Soll sie sich also fügen? Mit solchen Leuten muss man hart bleiben!

Ingrid seufzte. Sie wusste, wie nutzlos das war.

Also trank sie Kaffee und Baldrian. Schlief in der U-Bahn. Vergaß manchmal, wie sie hieß. Migräne wurde ihr ständiger Begleiter. Irgendwann schminkte sie sich nicht mehr, ihre Wohnung versank im Chaos.

Nachts wachte sie von Albträumen auf. Träume von Kündigung, von ihrem Vater, der leiden musste, weil sie versagte. Einmal war es fast so weit sie verschlief, kassierte eine Abmahnung und weinte an der Haltestelle.

Es wird vorbeigehen, dachte sie aber sie glaubte nicht mehr daran.

Dann ging es tatsächlich vorbei.

Als ihr Vater starb, war der Schmerz unerträglich. Doch mit ihm fiel auch die Last von ihren Schultern.

Sie beendete ihr Studium, fand einen guten Job, wurde befördert. Jetzt arbeitete sie im Homeoffice, mit festem Einkommen und ohne Existenzängste. Und vor allem: mit acht Stunden Schlaf.

Anna hatte inzwischen geheiratet und ein Kind bekommen. Aus ihrer Wohnung drangen keine Partylieder mehr nur Geschrei. Das Baby schrie, Anna schrie, ihr Mann schrie.

Kannst du nicht mal die Windel wechseln?! Es ist auch dein Kind!

Und was hast du den ganzen Tag gemacht? Däumchen gedreht?!

Ingrid setzte dann einfach Kopfhörer auf.

Ihr Leben war jetzt ruhig. Flexibler Arbeitsrhythmus, Kollegen, Sport. Manchmal schauten sie am Wochenende gemeinsam Filme. Natürlich war das laut. Die Wände übertrugen jedes Niesen von Gelächter ganz zu schweigen.

Manchmal hämmerte Anna gegen die Heizung, manchmal schimpfte sie bloß.

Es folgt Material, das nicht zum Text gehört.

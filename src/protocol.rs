//! Transition protocol
//!
//! Wire form of the records steps exchange with their caller, the override
//! convention that lets a function redirect control flow, and [`Handler`],
//! the entry point a managed backend calls with one record per invocation.

use serde::{Deserialize, Serialize};
use serde_json::{json, Value as JsonValue};
use std::sync::Arc;

use crate::compiler::CompiledProgram;
use crate::errors::{FnfigResult, RunError};
use crate::types::{Action, Context, Transition, BEGIN_ACTION};

/// Key in the override payload that names the target step
pub const OVERRIDE_MARKER: &str = "_next_step";

/* ===================== Override Convention ===================== */

/// Return `value` as the result and continue at `target` instead of the
/// statement's default successor
pub fn go_to(value: JsonValue, target: impl Into<String>) -> JsonValue {
    json!([value, { OVERRIDE_MARKER: target.into() }])
}

/// Return `value` and end the workflow immediately
pub fn go_to_end(value: JsonValue) -> JsonValue {
    go_to(value, crate::types::END_ACTION)
}

/// Unwrap an override payload `[value, {"_next_step": target}]`
///
/// Anything else is an ordinary result and comes back untouched.
pub fn split_override(result: JsonValue, step: &str) -> Result<(JsonValue, Option<String>), RunError> {
    let is_override = matches!(
        &result,
        JsonValue::Array(items)
            if items.len() == 2
                && items[1].as_object().map(|o| o.contains_key(OVERRIDE_MARKER)).unwrap_or(false)
    );
    if !is_override {
        return Ok((result, None));
    }

    let mut items = match result {
        JsonValue::Array(items) => items,
        other => return Ok((other, None)),
    };
    let marker = items.pop().unwrap_or(JsonValue::Null);
    let value = items.pop().unwrap_or(JsonValue::Null);

    match marker.get(OVERRIDE_MARKER).and_then(JsonValue::as_str) {
        Some(target) if !target.is_empty() => Ok((value, Some(target.to_string()))),
        _ => Err(RunError::protocol(
            step,
            format!("override target must be a non-empty step name, got {}", marker),
        )),
    }
}

/* ===================== Wire Record ===================== */

/// Transition record as it crosses process boundaries
#[derive(Debug, Clone, Default, PartialEq, Serialize, Deserialize)]
#[serde(rename_all = "camelCase")]
pub struct TransitionRecord {
    #[serde(default, skip_serializing_if = "Option::is_none")]
    pub action: Option<String>,
    #[serde(default, skip_serializing_if = "Option::is_none")]
    pub wait: Option<u64>,
    #[serde(default, skip_serializing_if = "Option::is_none")]
    pub result: Option<JsonValue>,
    #[serde(default, skip_serializing_if = "Option::is_none")]
    pub iteration_keys: Option<Vec<JsonValue>>,
    #[serde(default, skip_serializing_if = "Option::is_none")]
    pub iteration_values: Option<Vec<JsonValue>>,
    #[serde(default, skip_serializing_if = "Option::is_none")]
    pub iteration_key: Option<JsonValue>,
    /// Output of a single fan-out worker
    #[serde(default, skip_serializing_if = "Option::is_none")]
    pub iteration_value: Option<JsonValue>,
}

impl TransitionRecord {
    /// Wire form of a step's output
    pub fn from_transition(transition: &Transition, program: &CompiledProgram) -> Self {
        match transition {
            Transition::Retry { after_seconds } => Self {
                wait: Some(*after_seconds),
                ..Default::default()
            },
            Transition::Advance(advance) => Self {
                action: Some(program.action_name(advance.action).to_string()),
                wait: Some(advance.wait),
                result: Some(advance.result.clone()),
                iteration_keys: advance.iteration_keys.clone(),
                iteration_values: advance.iteration_values.clone(),
                iteration_key: None,
                iteration_value: advance.iteration_value.clone(),
            },
        }
    }

    /// Fill missing fields the way a fresh invocation sees them
    fn into_context(self, action: Action) -> Context {
        Context {
            action,
            wait: self.wait.unwrap_or(0),
            result: self.result.unwrap_or(JsonValue::Null),
            iteration_keys: self.iteration_keys,
            iteration_values: self.iteration_values,
            iteration_key: self.iteration_key,
        }
    }
}

/* ===================== Handler ===================== */

/// Per-invocation entry point for a compiled program
#[derive(Debug, Clone)]
pub struct Handler {
    program: Arc<CompiledProgram>,
}

impl Handler {
    pub fn new(program: Arc<CompiledProgram>) -> Self {
        Self { program }
    }

    /// Run the step named by `event.action` once and return its record
    pub fn handle(&self, event: TransitionRecord) -> Result<TransitionRecord, RunError> {
        let action_name = event
            .action
            .clone()
            .ok_or_else(|| RunError::protocol(BEGIN_ACTION, "event carries no action"))?;

        let mut record = if action_name == BEGIN_ACTION {
            TransitionRecord {
                action: Some(self.program.action_name(self.program.entry()).to_string()),
                ..Default::default()
            }
        } else {
            let step = match self.program.resolve(&action_name) {
                Some(Action::Step(id)) => self.program.step(id),
                _ => None,
            }
            .ok_or_else(|| RunError::UnresolvedAction(action_name.clone()))?;

            tracing::debug!(step = %step.name, "invoking step");
            let ctx = event.into_context(Action::Step(step.id));
            let transition = step.invoke(&ctx)?;
            TransitionRecord::from_transition(&transition, &self.program)
        };

        if record.wait.is_none() {
            record.wait = Some(0);
            if record.action.is_none() {
                return Err(RunError::protocol(&action_name, "action is missing"));
            }
        }
        if record.action.is_none() && record.wait == Some(0) {
            return Err(RunError::protocol(
                &action_name,
                "record without action must request a wait",
            ));
        }

        Ok(record)
    }

    /// JSON-in, JSON-out variant of [`Handler::handle`]
    pub fn handle_json(&self, event: &str) -> FnfigResult<String> {
        let event: TransitionRecord = serde_json::from_str(event)?;
        let record = self.handle(event)?;
        Ok(serde_json::to_string(&record)?)
    }
}

#[cfg(test)]
mod tests {
    use super::*;
    use crate::compiler::{compile, FunctionRegistry};
    use crate::parser::parse_lines;
    use maplit::hashmap;
    use serde_json::json;

    fn handler(lines: &[&str], registry: FunctionRegistry) -> Handler {
        let program = parse_lines(lines).expect("Parse failed");
        let compiled = compile(&program, &registry).expect("Compile failed");
        Handler::new(Arc::new(compiled))
    }

    #[test]
    fn test_split_override_recognizes_marker() {
        let (value, target) = split_override(go_to_end(json!(7)), "s").unwrap();
        assert_eq!(value, json!(7));
        assert_eq!(target.as_deref(), Some("end"));
    }

    #[test]
    fn test_split_override_leaves_ordinary_pairs() {
        for result in [json!([1, 2]), json!([1, {"other": "x"}]), json!([1, {}, 3]), json!("x")] {
            let (value, target) = split_override(result.clone(), "s").unwrap();
            assert_eq!(value, result);
            assert!(target.is_none());
        }
    }

    #[test]
    fn test_split_override_rejects_bad_target() {
        for marker in [json!(""), json!(5), json!(null)] {
            let payload = json!([1, { OVERRIDE_MARKER: marker }]);
            assert!(matches!(
                split_override(payload, "s"),
                Err(RunError::ProtocolViolation { .. })
            ));
        }
    }

    #[test]
    fn test_record_uses_wire_field_names() {
        let record = TransitionRecord {
            action: Some("x".into()),
            wait: Some(0),
            iteration_keys: Some(vec![json!(1)]),
            iteration_values: Some(vec![]),
            iteration_key: Some(json!("k")),
            ..Default::default()
        };
        let value = serde_json::to_value(&record).unwrap();
        let keys: Vec<&str> = value.as_object().unwrap().keys().map(String::as_str).collect();

        for field in ["action", "wait", "iterationKeys", "iterationValues", "iterationKey"] {
            assert!(keys.contains(&field), "missing {}", field);
        }
        assert!(!keys.contains(&"result"));
    }

    #[test]
    fn test_begin_points_at_first_step() {
        let handler = handler(&["step1"], FunctionRegistry::new().call("step1", |r| Ok(r)));
        let out = handler
            .handle_json(r#"{"action": "begin", "result": {"a": 1}}"#)
            .unwrap();
        let out: JsonValue = serde_json::from_str(&out).unwrap();

        assert_eq!(out, json!({"action": "_func_step1_0", "wait": 0}));
    }

    #[test]
    fn test_step_invocation_round_trip() {
        let handler = handler(
            &["step1", "step2"],
            FunctionRegistry::new()
                .call("step1", |mut result| {
                    result["x"] = json!(2021);
                    Ok(result)
                })
                .call("step2", |r| Ok(r)),
        );

        let record = handler
            .handle(TransitionRecord {
                action: Some("_func_step1_0".into()),
                result: Some(json!({"userInputKey": "userInputValue"})),
                ..Default::default()
            })
            .unwrap();

        assert_eq!(record.action.as_deref(), Some("_func_step2_1"));
        assert_eq!(record.wait, Some(0));
        assert_eq!(
            record.result,
            Some(json!({"userInputKey": "userInputValue", "x": 2021}))
        );
    }

    #[test]
    fn test_retry_record_has_no_action() {
        let handler = handler(
            &["step1", "wait 3 until ready", "step2"],
            FunctionRegistry::new()
                .call("step1", |r| Ok(r))
                .condition("ready", |_| Ok(false))
                .call("step2", |r| Ok(r)),
        );

        let record = handler
            .handle(TransitionRecord {
                action: Some("_wait_3_until_ready_1".into()),
                ..Default::default()
            })
            .unwrap();

        assert_eq!(record, TransitionRecord { wait: Some(3), ..Default::default() });
    }

    #[test]
    fn test_worker_invocation_reports_value() {
        let handler = handler(
            &["init", "foreach items", "combine"],
            FunctionRegistry::new()
                .fan_out("init", |result| Ok((result, vec![json!(1)])))
                .iteration("items", |_, key| Ok(json!(key.as_i64().unwrap_or(0) * 10)))
                .reduce("combine", |result, _| Ok(result)),
        );

        let event = hashmap! {
            "action" => json!("_foreach_items_1"),
            "iterationKey" => json!(4),
            "result" => json!({}),
        };
        let out = handler
            .handle_json(&serde_json::to_string(&event).unwrap())
            .unwrap();
        let out: JsonValue = serde_json::from_str(&out).unwrap();

        assert_eq!(out["iterationValue"], json!(40));
        assert_eq!(out["action"], json!("_func_combine_2"));
    }

    #[test]
    fn test_unknown_action_is_unresolved() {
        let handler = handler(&["step1"], FunctionRegistry::new().call("step1", |r| Ok(r)));

        for action in ["nope", "end"] {
            let err = handler
                .handle(TransitionRecord {
                    action: Some(action.into()),
                    ..Default::default()
                })
                .unwrap_err();
            assert!(matches!(err, RunError::UnresolvedAction(ref name) if name == action));
        }
    }

    #[test]
    fn test_event_without_action_is_violation() {
        let handler = handler(&["step1"], FunctionRegistry::new().call("step1", |r| Ok(r)));
        assert!(matches!(
            handler.handle(TransitionRecord::default()),
            Err(RunError::ProtocolViolation { .. })
        ));
    }
}
//! Fan-out batches
//!
//! Every iteration key gets its own worker with its own copy of the context.
//! Workers run on the blocking pool, at most `worker_pool_size` at a time, and
//! the batch is a barrier: nothing is merged until every worker has reported.

use serde_json::Value as JsonValue;
use std::sync::Arc;
use tokio::sync::Semaphore;
use tokio::task::JoinSet;

use crate::compiler::{CompiledProgram, CompiledStep, StepFn};
use crate::config::SimulatorConfig;
use crate::errors::RunError;
use crate::types::{Action, Advance, Context, Transition};

/// Run `step` once per key in `ctx.iteration_keys` and join the results
///
/// Values come back in key order. All workers must agree on the next action;
/// the first error aborts the batch when `fail_fast` is set, otherwise the
/// error of the lowest key wins once every worker is done.
pub(crate) async fn run_batch(
    program: &CompiledProgram,
    step: &CompiledStep,
    ctx: &Context,
    config: &SimulatorConfig,
) -> Result<Transition, RunError> {
    let keys = ctx.iteration_keys.clone().ok_or_else(|| {
        RunError::protocol(&step.name, "fan-out step reached without iterationKeys")
    })?;

    if keys.is_empty() {
        let mut advance = Advance::new(step.next, ctx.result.clone());
        advance.iteration_values = Some(Vec::new());
        return Ok(Transition::Advance(advance));
    }

    tracing::debug!(step = %step.name, keys = keys.len(), "starting fan-out");

    let total = keys.len();
    let permits = Arc::new(Semaphore::new(config.worker_pool_size.max(1)));
    let mut workers = JoinSet::new();

    for (index, key) in keys.into_iter().enumerate() {
        let snapshot = ctx.for_key(key);
        let body = step.body();
        let permits = Arc::clone(&permits);
        let name = step.name.clone();

        workers.spawn(async move {
            let outcome = run_worker(snapshot, body, permits, name).await;
            (index, outcome)
        });
    }

    let mut values: Vec<Option<JsonValue>> = vec![None; total];
    let mut joint: Option<Action> = None;
    let mut failures: Vec<(usize, RunError)> = Vec::new();

    while let Some(joined) = workers.join_next().await {
        let (index, outcome) = match joined {
            Ok(joined) => joined,
            Err(err) => (
                usize::MAX,
                Err(RunError::WorkerPanicked {
                    step: step.name.clone(),
                    message: err.to_string(),
                }),
            ),
        };

        let (value, action) = match outcome {
            Ok(output) => output,
            Err(err) if config.fail_fast => {
                tracing::warn!(step = %step.name, error = %err, "fan-out worker failed, aborting batch");
                workers.abort_all();
                return Err(err);
            }
            Err(err) => {
                failures.push((index, err));
                continue;
            }
        };

        match joint {
            None => joint = Some(action),
            Some(first) if first != action => {
                workers.abort_all();
                return Err(RunError::FanOutDisagreement {
                    step: step.name.clone(),
                    first: program.action_name(first).to_string(),
                    other: program.action_name(action).to_string(),
                });
            }
            Some(_) => {}
        }

        if let Some(slot) = values.get_mut(index) {
            *slot = Some(value);
        }
    }

    failures.sort_by_key(|(index, _)| *index);
    if let Some((_, err)) = failures.into_iter().next() {
        return Err(err);
    }

    let values: Vec<JsonValue> = values.into_iter().flatten().collect();
    if values.len() != total {
        return Err(RunError::protocol(
            &step.name,
            "fan-out batch lost worker outputs",
        ));
    }

    let mut advance = Advance::new(joint.unwrap_or(step.next), ctx.result.clone());
    advance.iteration_values = Some(values);
    Ok(Transition::Advance(advance))
}

/// One isolated iteration: wait for a pool slot, then run the step body on
/// the blocking pool with this worker's own context
async fn run_worker(
    snapshot: Context,
    body: StepFn,
    permits: Arc<Semaphore>,
    name: String,
) -> Result<(JsonValue, Action), RunError> {
    let _permit = permits
        .acquire_owned()
        .await
        .map_err(|err| RunError::WorkerPanicked {
            step: name.clone(),
            message: err.to_string(),
        })?;

    let transition = tokio::task::spawn_blocking(move || body(&snapshot))
        .await
        .map_err(|err| RunError::WorkerPanicked {
            step: name.clone(),
            message: err.to_string(),
        })??;

    match transition {
        Transition::Advance(Advance {
            action,
            iteration_value: Some(value),
            ..
        }) => Ok((value, action)),
        Transition::Advance(_) => Err(RunError::protocol(
            &name,
            "fan-out worker returned no iterationValue",
        )),
        Transition::Retry { .. } => Err(RunError::protocol(
            &name,
            "fan-out worker asked for a retry",
        )),
    }
}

Zum Kotzen… Als hätte ich n Fitnessstudio über mir…

Ein paar Mal sah Ingrid sie im Aufzug. Aus der lebensfrohen Studentin war eine erschöpfte Frau geworden. Dunkle Ringe, hohle Wangen, fettige Haare… Anna wandte sich ab und schnaubte. Früher grüßte sie nicht jetzt erst recht nicht.

Könntest du nicht leiser lachen? fauchte sie einmal.

Anna, wir wohnen in einem Mehrfamilienhaus, nicht im Wald. Ich halte mich an die Regeln. Was ist das Problem?

Nichts…

Man sah, dass Anna kein eigenes Leben mehr hatte. So wie Ingrid damals.

Nach dem kleinen Streit beendete Ingrid ihr Training, duschte und setzte sich an den Laptop. Sie trank heißen Heidelbeertee, langsam, genüsslich. Und hörte dabei, wie das Baby unten schrie.

Ein Lächeln stahl sich auf ihr Gesicht. Nicht aus Bosheit. Sie freute sich einfach dass sie nicht in Annas Schuhen steckte. Dass sie nicht mehr hetzen, nicht mehr um jede Minute Schlaf betteln musste.

Und ein kleines bisschen auch dass Anna sie jetzt verstand.